Recorded data:
::::::
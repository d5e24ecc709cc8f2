//! Idempotent bootstrap of roles and their capability sets.

use crate::{Capability, CapabilityEntry, Catalog, Error, Result, RoleStore};
use serde::{Deserialize, Serialize};
use std::collections::{BTreeSet, HashSet};

/// Selects capabilities from the catalog.
#[derive(Debug, Clone, PartialEq, Eq, Serialize, Deserialize)]
#[serde(rename_all = "snake_case")]
pub enum SelectorRule {
    /// Every capability in the catalog at seed time.
    All,
    /// Every capability scoped to one of these resource types.
    Resources(Vec<String>),
    /// Exactly these tokens.
    Tokens(Vec<Capability>),
}

/// A role and the rules that produce its capability set.
#[derive(Debug, Clone, PartialEq, Eq, Serialize, Deserialize)]
pub struct RoleDefinition {
    pub name: String,

    #[serde(default)]
    pub description: String,

    /// Union of these rules is the role's capability set.
    #[serde(default)]
    pub rules: Vec<SelectorRule>,
}

impl RoleDefinition {
    pub fn new(name: impl Into<String>, description: impl Into<String>) -> Self {
        Self {
            name: name.into(),
            description: description.into(),
            rules: Vec::new(),
        }
    }

    pub fn with_rule(mut self, rule: SelectorRule) -> Self {
        self.rules.push(rule);
        self
    }

    pub fn all(self) -> Self {
        self.with_rule(SelectorRule::All)
    }

    pub fn resources<I, S>(self, resources: I) -> Self
    where
        I: IntoIterator<Item = S>,
        S: Into<String>,
    {
        self.with_rule(SelectorRule::Resources(
            resources.into_iter().map(Into::into).collect(),
        ))
    }

    pub fn tokens<I, S>(self, tokens: I) -> Self
    where
        I: IntoIterator<Item = S>,
        S: Into<Capability>,
    {
        self.with_rule(SelectorRule::Tokens(
            tokens.into_iter().map(Into::into).collect(),
        ))
    }

    /// Resolve the rules against the catalog.
    ///
    /// Fails on the first token or resource type the catalog does not know.
    pub fn resolve(&self, catalog: &Catalog) -> Result<BTreeSet<Capability>> {
        let mut resolved = BTreeSet::new();
        for rule in &self.rules {
            match rule {
                SelectorRule::All => {
                    resolved.extend(catalog.capabilities().cloned());
                    tracing::info!(
                        role = %self.name,
                        count = catalog.len(),
                        "granting every catalog capability"
                    );
                }
                SelectorRule::Resources(resources) => {
                    for resource in resources {
                        if !catalog.has_resource(resource) {
                            return Err(Error::UnknownResource {
                                role: self.name.clone(),
                                resource: resource.clone(),
                            });
                        }
                        resolved.extend(catalog.for_resource(resource).cloned());
                    }
                }
                SelectorRule::Tokens(tokens) => {
                    for token in tokens {
                        if !catalog.contains(token) {
                            return Err(Error::UnknownCapability {
                                role: self.name.clone(),
                                token: token.to_string(),
                            });
                        }
                        resolved.insert(token.clone());
                    }
                }
            }
        }
        Ok(resolved)
    }
}

/// A role whose capability set has been resolved.
#[derive(Debug, Clone, PartialEq, Eq)]
pub struct PlannedRole {
    pub name: String,
    pub description: String,
    pub capabilities: BTreeSet<Capability>,
}

/// Fully resolved seeding work. Building one performs every validation, so
/// applying it never fails on configuration.
#[derive(Debug, Clone)]
pub struct SeedPlan {
    entries: Vec<CapabilityEntry>,
    roles: Vec<PlannedRole>,
}

impl SeedPlan {
    pub fn new(catalog: &Catalog, definitions: &[RoleDefinition]) -> Result<Self> {
        let mut seen = HashSet::new();
        let mut roles = Vec::with_capacity(definitions.len());

        for definition in definitions {
            if !seen.insert(definition.name.as_str()) {
                return Err(Error::Invalid(format!(
                    "role '{}' is defined more than once",
                    definition.name
                )));
            }
            roles.push(PlannedRole {
                name: definition.name.clone(),
                description: definition.description.clone(),
                capabilities: definition.resolve(catalog)?,
            });
        }

        Ok(Self {
            entries: catalog.entries().cloned().collect(),
            roles,
        })
    }

    pub fn roles(&self) -> &[PlannedRole] {
        &self.roles
    }

    /// Write the plan through the store.
    ///
    /// Roles are created if missing and their capability sets replaced.
    /// Roles the plan does not mention are untouched.
    pub fn apply<S: RoleStore>(&self, store: &mut S) -> std::result::Result<SeedReport, S::Error> {
        store.ensure_capabilities(&self.entries)?;

        let mut report = SeedReport::default();
        for role in &self.roles {
            let created = store.get_or_create_role(&role.name, &role.description)?;
            if created {
                tracing::info!(role = %role.name, "created role");
            } else {
                tracing::debug!(role = %role.name, "role already exists");
            }

            store.replace_capabilities(&role.name, &role.capabilities)?;
            tracing::info!(
                role = %role.name,
                capabilities = role.capabilities.len(),
                "assigned capabilities"
            );

            report.roles.push(SeededRole {
                name: role.name.clone(),
                created,
                capabilities: role.capabilities.len(),
            });
        }
        Ok(report)
    }
}

/// Outcome of seeding one role.
#[derive(Debug, Clone, PartialEq, Eq, Serialize)]
pub struct SeededRole {
    pub name: String,
    pub created: bool,
    pub capabilities: usize,
}

/// Outcome of a seeding run.
#[derive(Debug, Clone, Default, PartialEq, Eq, Serialize)]
pub struct SeedReport {
    pub roles: Vec<SeededRole>,
}

impl SeedReport {
    pub fn created(&self) -> impl Iterator<Item = &str> {
        self.roles.iter().filter(|r| r.created).map(|r| r.name.as_str())
    }

    pub fn existing(&self) -> impl Iterator<Item = &str> {
        self.roles.iter().filter(|r| !r.created).map(|r| r.name.as_str())
    }
}

/// Resolve `definitions` against `catalog` plus whatever the store already
/// holds, and write them through `store`.
///
/// Capabilities registered by earlier runs stay selectable, so an `all` rule
/// keeps covering them even when `catalog` no longer names them.
/// Configuration errors surface before anything is written.
pub fn seed<S>(
    store: &mut S,
    catalog: &Catalog,
    definitions: &[RoleDefinition],
) -> std::result::Result<SeedReport, S::Error>
where
    S: RoleStore,
    S::Error: From<Error>,
{
    let mut merged = catalog.clone();
    merged.extend(store.load_catalog()?.entries().cloned());
    let plan = SeedPlan::new(&merged, definitions)?;
    plan.apply(store)
}

#[cfg(test)]
mod tests {
    use super::*;
    use crate::{Authorizer, Principal, RoleRegistry};

    fn members(tokens: &[&str]) -> Vec<RoleDefinition> {
        vec![RoleDefinition::new("Members", "Basic user access").tokens(tokens.iter().copied())]
    }

    fn held(registry: &RoleRegistry, role: &str) -> Vec<String> {
        registry.capabilities(role).map(|c| c.to_string()).collect()
    }

    #[test]
    fn test_seed_twice_equals_once() {
        let catalog = Catalog::site_default();
        let defs = crate::Bootstrap::site_default().roles;

        let mut once = RoleRegistry::new();
        seed(&mut once, &catalog, &defs).unwrap();

        let mut twice = RoleRegistry::new();
        let first = seed(&mut twice, &catalog, &defs).unwrap();
        let second = seed(&mut twice, &catalog, &defs).unwrap();

        for (name, role) in once.roles() {
            assert_eq!(twice.get(name), Some(role));
        }
        assert_eq!(first.created().count(), 4);
        assert_eq!(second.created().count(), 0);
        assert_eq!(second.existing().count(), 4);
    }

    #[test]
    fn test_reseed_replaces_not_unions() {
        let catalog = Catalog::site_default();
        let mut registry = RoleRegistry::new();

        seed(&mut registry, &catalog, &members(&["add_article", "change_article"])).unwrap();
        assert_eq!(held(&registry, "Members"), ["add_article", "change_article"]);

        seed(&mut registry, &catalog, &members(&["add_article"])).unwrap();
        assert_eq!(held(&registry, "Members"), ["add_article"]);
    }

    #[test]
    fn test_authors_by_token_list() {
        let catalog = Catalog::site_default();
        let mut registry = RoleRegistry::new();
        let defs = vec![RoleDefinition::new("Authors", "").tokens([
            "add_article",
            "change_article",
            "delete_article",
            "publish_article",
        ])];
        seed(&mut registry, &catalog, &defs).unwrap();

        let author = Principal::new("alice").without_roles().with_role("Authors");
        let auth = Authorizer::new(&registry);
        assert!(auth.can(&author, &"publish_article".into()));
        assert!(!auth.can(&author, &"delete_profile".into()));
    }

    #[test]
    fn test_resources_rule_selects_by_type() {
        let catalog = Catalog::site_default();
        let def = RoleDefinition::new("Moderators", "").resources(["article", "profile"]);
        let resolved = def.resolve(&catalog).unwrap();

        assert!(resolved.contains(&"publish_article".into()));
        assert!(resolved.contains(&"edit_all_profiles".into()));
        assert!(!resolved.contains(&"add_user".into()));
        assert_eq!(resolved.len(), 14);
    }

    #[test]
    fn test_all_rule_tracks_catalog() {
        let mut catalog = Catalog::site_default();
        let def = RoleDefinition::new("Site Admins", "").all();
        assert_eq!(def.resolve(&catalog).unwrap().len(), catalog.len());

        catalog.register_resource("comment");
        let resolved = def.resolve(&catalog).unwrap();
        assert!(resolved.contains(&"delete_comment".into()));
    }

    #[test]
    fn test_unknown_token_aborts_before_writes() {
        let catalog = Catalog::site_default();
        let mut registry = RoleRegistry::new();
        let defs = vec![
            RoleDefinition::new("Members", "").tokens(["add_article"]),
            RoleDefinition::new("Authors", "").tokens(["add_article", "can_fly"]),
        ];

        let err = seed(&mut registry, &catalog, &defs).unwrap_err();
        match err {
            Error::UnknownCapability { role, token } => {
                assert_eq!(role, "Authors");
                assert_eq!(token, "can_fly");
            }
            other => panic!("unexpected error: {other}"),
        }
        assert_eq!(registry.roles().count(), 0);
    }

    #[test]
    fn test_unknown_resource_is_config_error() {
        let catalog = Catalog::site_default();
        let def = RoleDefinition::new("Moderators", "").resources(["comment"]);
        let err = def.resolve(&catalog).unwrap_err();
        assert!(matches!(err, Error::UnknownResource { resource, .. } if resource == "comment"));
    }

    #[test]
    fn test_duplicate_role_rejected() {
        let catalog = Catalog::site_default();
        let defs = vec![
            RoleDefinition::new("Members", ""),
            RoleDefinition::new("Members", ""),
        ];
        assert!(matches!(SeedPlan::new(&catalog, &defs), Err(Error::Invalid(_))));
    }

    #[test]
    fn test_all_rule_keeps_stored_capabilities() {
        let mut extended = Catalog::site_default();
        extended.register_resource("comment");
        let admins = [RoleDefinition::new("Site Admins", "").all()];

        let mut registry = RoleRegistry::new();
        seed(&mut registry, &extended, &admins).unwrap();
        seed(&mut registry, &Catalog::site_default(), &admins).unwrap();

        let held: BTreeSet<_> = registry.capabilities("Site Admins").cloned().collect();
        assert_eq!(held.len(), extended.len());
        assert!(held.contains(&"delete_comment".into()));
    }

    #[test]
    fn test_tokens_may_name_stored_capabilities() {
        let mut registry = RoleRegistry::new();
        let mut extended = Catalog::site_default();
        extended.register_custom("article", "feature_article", "Can feature article");
        seed(&mut registry, &extended, &[]).unwrap();

        let defs = [RoleDefinition::new("Editors", "").tokens(["feature_article"])];
        seed(&mut registry, &Catalog::site_default(), &defs).unwrap();
        assert_eq!(held(&registry, "Editors"), ["feature_article"]);
    }

    #[test]
    fn test_roles_outside_definitions_survive() {
        let catalog = Catalog::site_default();
        let mut registry = RoleRegistry::new();
        seed(
            &mut registry,
            &catalog,
            &[RoleDefinition::new("Editors", "").tokens(["change_article"])],
        )
        .unwrap();
        seed(&mut registry, &catalog, &members(&["add_article"])).unwrap();

        assert_eq!(held(&registry, "Editors"), ["change_article"]);
    }
}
::::::
## Exercise prompt
Copy each line of the data that contains the word "created", leaving the other lines out.

## Answer space
    /// Roles are created if missing and their capability sets replaced.
            let created = store.get_or_create_role(&role.name, &role.description)?;
            if created {
                tracing::info!(role = %role.name, "created role");
                created,
    pub created: bool,
    pub fn created(&self) -> impl Iterator<Item = &str> {
        self.roles.iter().filter(|r| r.created).map(|r| r.name.as_str())
        self.roles.iter().filter(|r| !r.created).map(|r| r.name.as_str())
        assert_eq!(first.created().count(), 4);
        assert_eq!(second.created().count(), 0);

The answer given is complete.